Thus, in FIG. 14C (i.e. where curvature sensor 95 is deployed above
the article of clothing AOC 295) and in FIG. 14D (i.e. where
curvature sensor 95 is deployed below the article of clothing AOC
295) the forces identified by 999A-999E are `local outward forces`
along a vector which intersects a surface of the curvature sensor
95. In contrast, forces identified by 999F-999N are non-local. In
some embodiments, the variations of the electrical resistance
parameter which is output by curvature sensor during the breathing
cycle are governed primarily by variations of the local outward
forces during the breathing cycle--for example, which reach a
maximum when the subject is inhaling and decrease when the subject
is exhaling.

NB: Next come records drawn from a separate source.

// SPDX-FileCopyrightText: 2026 Zapdesk Contributors
// SPDX-License-Identifier: MIT OR Apache-2.0

//! Configuration model structs for zapdesk.
//!
//! All structs use `#[serde(deny_unknown_fields)]` to reject unrecognized
//! config keys at startup, providing actionable error messages.

use serde::{Deserialize, Serialize};

/// Top-level zapdesk configuration.
///
/// Loaded from TOML files following XDG hierarchy, with environment variable overrides.
/// All sections are optional and default to sensible values.
#[derive(Debug, Clone, Default, Deserialize, Serialize)]
#[serde(deny_unknown_fields)]
pub struct ZapdeskConfig {
    /// HTTP server settings.
    #[serde(default)]
    pub server: ServerConfig,

    /// Storage backend settings.
    #[serde(default)]
    pub storage: StorageConfig,

    /// Media ingestion and blob storage settings.
    #[serde(default)]
    pub media: MediaConfig,

    /// Chatbot flow-execution service settings.
    #[serde(default)]
    pub automation: AutomationConfig,

    /// Baileys gateway credentials.
    #[serde(default)]
    pub baileys: GatewayApiConfig,

    /// Evolution API credentials.
    #[serde(default)]
    pub evolution: GatewayApiConfig,

    /// WAHA credentials.
    #[serde(default)]
    pub waha: GatewayApiConfig,

    /// WPPConnect server credentials.
    #[serde(default)]
    pub wppconnect: WppConnectConfig,

    /// Meta WhatsApp Cloud API settings.
    #[serde(default)]
    pub meta: MetaConfig,

    /// Instance management behavior.
    #[serde(default)]
    pub management: ManagementConfig,

    /// Prometheus metrics settings.
    #[serde(default)]
    pub prometheus: PrometheusConfig,
}

/// HTTP server configuration.
#[derive(Debug, Clone, Deserialize, Serialize)]
#[serde(deny_unknown_fields)]
pub struct ServerConfig {
    /// Address to bind the server to.
    #[serde(default = "default_host")]
    pub host: String,

    /// Port to bind.
    #[serde(default = "default_port")]
    pub port: u16,

    /// Externally reachable base URL, used to register provider webhooks.
    #[serde(default)]
    pub public_url: Option<String>,

    /// Bearer token for management routes. `None` rejects all management calls.
    #[serde(default)]
    pub bearer_token: Option<String>,

    /// Logging level (trace, debug, info, warn, error).
    #[serde(default = "default_log_level")]
    pub log_level: String,
}

impl Default for ServerConfig {
    fn default() -> Self {
        Self {
            host: default_host(),
            port: default_port(),
            public_url: None,
            bearer_token: None,
            log_level: default_log_level(),
        }
    }
}

fn default_host() -> String {
    "127.0.0.1".to_string()
}

fn default_port() -> u16 {
    8080
}

fn default_log_level() -> String {
    "info".to_string()
}

impl ServerConfig {
    /// Base URL webhooks are registered under.
    pub fn webhook_base_url(&self) -> String {
        self.public_url
            .clone()
            .unwrap_or_else(|| format!("http://{}:{}", self.host, self.port))
            .trim_end_matches('/')
            .to_string()
    }
}

/// Storage backend configuration.
#[derive(Debug, Clone, Deserialize, Serialize)]
#[serde(deny_unknown_fields)]
pub struct StorageConfig {
    /// Path to the SQLite database file.
    #[serde(default = "default_database_path")]
    pub database_path: String,

    /// Enable WAL (Write-Ahead Logging) mode for SQLite.
    #[serde(default = "default_wal_mode")]
    pub wal_mode: bool,
}

impl Default for StorageConfig {
    fn default() -> Self {
        Self {
            database_path: default_database_path(),
            wal_mode: default_wal_mode(),
        }
    }
}

fn default_database_path() -> String {
    dirs::data_dir()
        .map(|p| p.join("zapdesk").join("zapdesk.db"))
        .unwrap_or_else(|| std::path::PathBuf::from("zapdesk.db"))
        .to_string_lossy()
        .into_owned()
}

fn default_wal_mode() -> bool {
    true
}

/// Media ingestion configuration.
#[derive(Debug, Clone, Deserialize, Serialize)]
#[serde(deny_unknown_fields)]
pub struct MediaConfig {
    /// Directory backing the `whatsapp-media` bucket.
    #[serde(default = "default_media_root")]
    pub root_dir: String,

    /// Public base URL objects are served from.
    #[serde(default = "default_media_public_base_url")]
    pub public_base_url: String,

    /// Timeout for downloading remote media.
    #[serde(default = "default_download_timeout_secs")]
    pub download_timeout_secs: u64,

    /// Largest attachment accepted, in bytes.
    #[serde(default = "default_max_bytes")]
    pub max_bytes: usize,
}

impl Default for MediaConfig {
    fn default() -> Self {
        Self {
            root_dir: default_media_root(),
            public_base_url: default_media_public_base_url(),
            download_timeout_secs: default_download_timeout_secs(),
            max_bytes: default_max_bytes(),
        }
    }
}

fn default_media_root() -> String {
    dirs::data_dir()
        .map(|p| p.join("zapdesk").join("whatsapp-media"))
        .unwrap_or_else(|| std::path::PathBuf::from("whatsapp-media"))
        .to_string_lossy()
        .into_owned()
}

fn default_media_public_base_url() -> String {
    "http://127.0.0.1:8080/media".to_string()
}

fn default_download_timeout_secs() -> u64 {
    30
}

fn default_max_bytes() -> usize {
    64 * 1024 * 1024
}

/// Flow-execution service configuration.
#[derive(Debug, Clone, Deserialize, Serialize)]
#[serde(deny_unknown_fields)]
pub struct AutomationConfig {
    /// Endpoint of the flow-execution service. `None` disables triggering.
    #[serde(default)]
    pub flow_service_url: Option<String>,

    /// Bearer token sent to the flow-execution service.
    #[serde(default)]
    pub flow_service_token: Option<String>,

    /// Whether conversations created by webhooks start with the bot active.
    #[serde(default = "default_bot_active")]
    pub bot_active_on_new_conversations: bool,

    /// Timeout for a single trigger call.
    #[serde(default = "default_request_timeout_secs")]
    pub request_timeout_secs: u64,
}

impl Default for AutomationConfig {
    fn default() -> Self {
        Self {
            flow_service_url: None,
            flow_service_token: None,
            bot_active_on_new_conversations: default_bot_active(),
            request_timeout_secs: default_request_timeout_secs(),
        }
    }
}

fn default_bot_active() -> bool {
    true
}

fn default_request_timeout_secs() -> u64 {
    10
}

/// Base URL plus API key for a self-hosted gateway.
#[derive(Clone, Default, Deserialize, Serialize)]
#[serde(deny_unknown_fields)]
pub struct GatewayApiConfig {
    /// Base URL of the gateway REST API. `None` disables management calls.
    #[serde(default)]
    pub api_url: Option<String>,

    /// API key sent with every management call.
    #[serde(default)]
    pub api_key: Option<String>,
}

impl std::fmt::Debug for GatewayApiConfig {
    fn fmt(&self, f: &mut std::fmt::Formatter<'_>) -> std::fmt::Result {
        f.debug_struct("GatewayApiConfig")
            .field("api_url", &self.api_url)
            .field("api_key", &self.api_key.as_ref().map(|_| "[redacted]"))
            .finish()
    }
}

/// WPPConnect server configuration.
#[derive(Clone, Default, Deserialize, Serialize)]
#[serde(deny_unknown_fields)]
pub struct WppConnectConfig {
    /// Base URL of the WPPConnect server.
    #[serde(default)]
    pub api_url: Option<String>,

    /// Server secret key used to mint per-session tokens.
    #[serde(default)]
    pub secret_key: Option<String>,
}

impl std::fmt::Debug for WppConnectConfig {
    fn fmt(&self, f: &mut std::fmt::Formatter<'_>) -> std::fmt::Result {
        f.debug_struct("WppConnectConfig")
            .field("api_url", &self.api_url)
            .field("secret_key", &self.secret_key.as_ref().map(|_| "[redacted]"))
            .finish()
    }
}

/// Meta WhatsApp Cloud API configuration.
#[derive(Clone, Deserialize, Serialize)]
#[serde(deny_unknown_fields)]
pub struct MetaConfig {
    /// Token expected in the `hub.verify_token` handshake. Falls back to the
    /// `meta_verify_token` system setting when unset.
    #[serde(default)]
    pub verify_token: Option<String>,

    /// App secret for `X-Hub-Signature-256` checks. `None` skips the check.
    #[serde(default)]
    pub app_secret: Option<String>,

    /// Graph API base URL.
    #[serde(default = "default_graph_api_url")]
    pub graph_api_url: String,

    /// Graph API version segment.
    #[serde(default = "default_graph_api_version")]
    pub graph_api_version: String,
}

impl Default for MetaConfig {
    fn default() -> Self {
        Self {
            verify_token: None,
            app_secret: None,
            graph_api_url: default_graph_api_url(),
            graph_api_version: default_graph_api_version(),
        }
    }
}

impl std::fmt::Debug for MetaConfig {
    fn fmt(&self, f: &mut std::fmt::Formatter<'_>) -> std::fmt::Result {
        f.debug_struct("MetaConfig")
            .field("verify_token", &self.verify_token.as_ref().map(|_| "[redacted]"))
            .field("app_secret", &self.app_secret.as_ref().map(|_| "[redacted]"))
            .field("graph_api_url", &self.graph_api_url)
            .field("graph_api_version", &self.graph_api_version)
            .finish()
    }
}

fn default_graph_api_url() -> String {
    "https://graph.facebook.com".to_string()
}

fn default_graph_api_version() -> String {
    "v21.0".to_string()
}

/// Instance management configuration.
#[derive(Debug, Clone, Deserialize, Serialize)]
#[serde(deny_unknown_fields)]
pub struct ManagementConfig {
    /// How many times to poll for a QR code after creating a session.
    #[serde(default = "default_qr_retry_attempts")]
    pub qr_retry_attempts: u32,

    /// Delay between QR polls, in milliseconds.
    #[serde(default = "default_qr_retry_delay_ms")]
    pub qr_retry_delay_ms: u64,
}

impl Default for ManagementConfig {
    fn default() -> Self {
        Self {
            qr_retry_attempts: default_qr_retry_attempts(),
            qr_retry_delay_ms: default_qr_retry_delay_ms(),
        }
    }
}

fn default_qr_retry_attempts() -> u32 {
    3
}

fn default_qr_retry_delay_ms() -> u64 {
    1000
}

/// Prometheus metrics configuration.
#[derive(Debug, Clone, Deserialize, Serialize)]
#[serde(deny_unknown_fields)]
pub struct PrometheusConfig {
    /// Expose `/metrics` in Prometheus text format.
    #[serde(default = "default_prometheus_enabled")]
    pub enabled: bool,
}

impl Default for PrometheusConfig {
    fn default() -> Self {
        Self {
            enabled: default_prometheus_enabled(),
        }
    }
}

fn default_prometheus_enabled() -> bool {
    true
}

In some embodiments, time variations in the sensed
`local outward forces` contribute at least 30% or 50% or 70% or 90%
to the total variations of the output resistance parameter during
the breathing cycle.
[0176] FIG. 14E relates to yet another example where curvature
sensor 95 may include a strain gauge 95A. Thus, in FIG. 14E,
element 264 is a semi-flexible or substantially flexible substrate
264, force 262 is an outward force from the subject due to
breathing, forces 263A and 263B are reactionary inward forces from
the semi-flexible substrate in reaction to force 262. The inward
forces 263A, 263B cause the substrate 264 to bend and modify its
radius of curvature, inducing tension 266 or compression 267 in a
direction substantially parallel to axis 293. This tension or
compression may be measured by strain gauge 95A which is a part of
curvature sensor 95. Without the presence of a semi-flexible or
substantially flexible substrate 264 as described above, strain
gauge 95A by itself is not a curvature sensor 95.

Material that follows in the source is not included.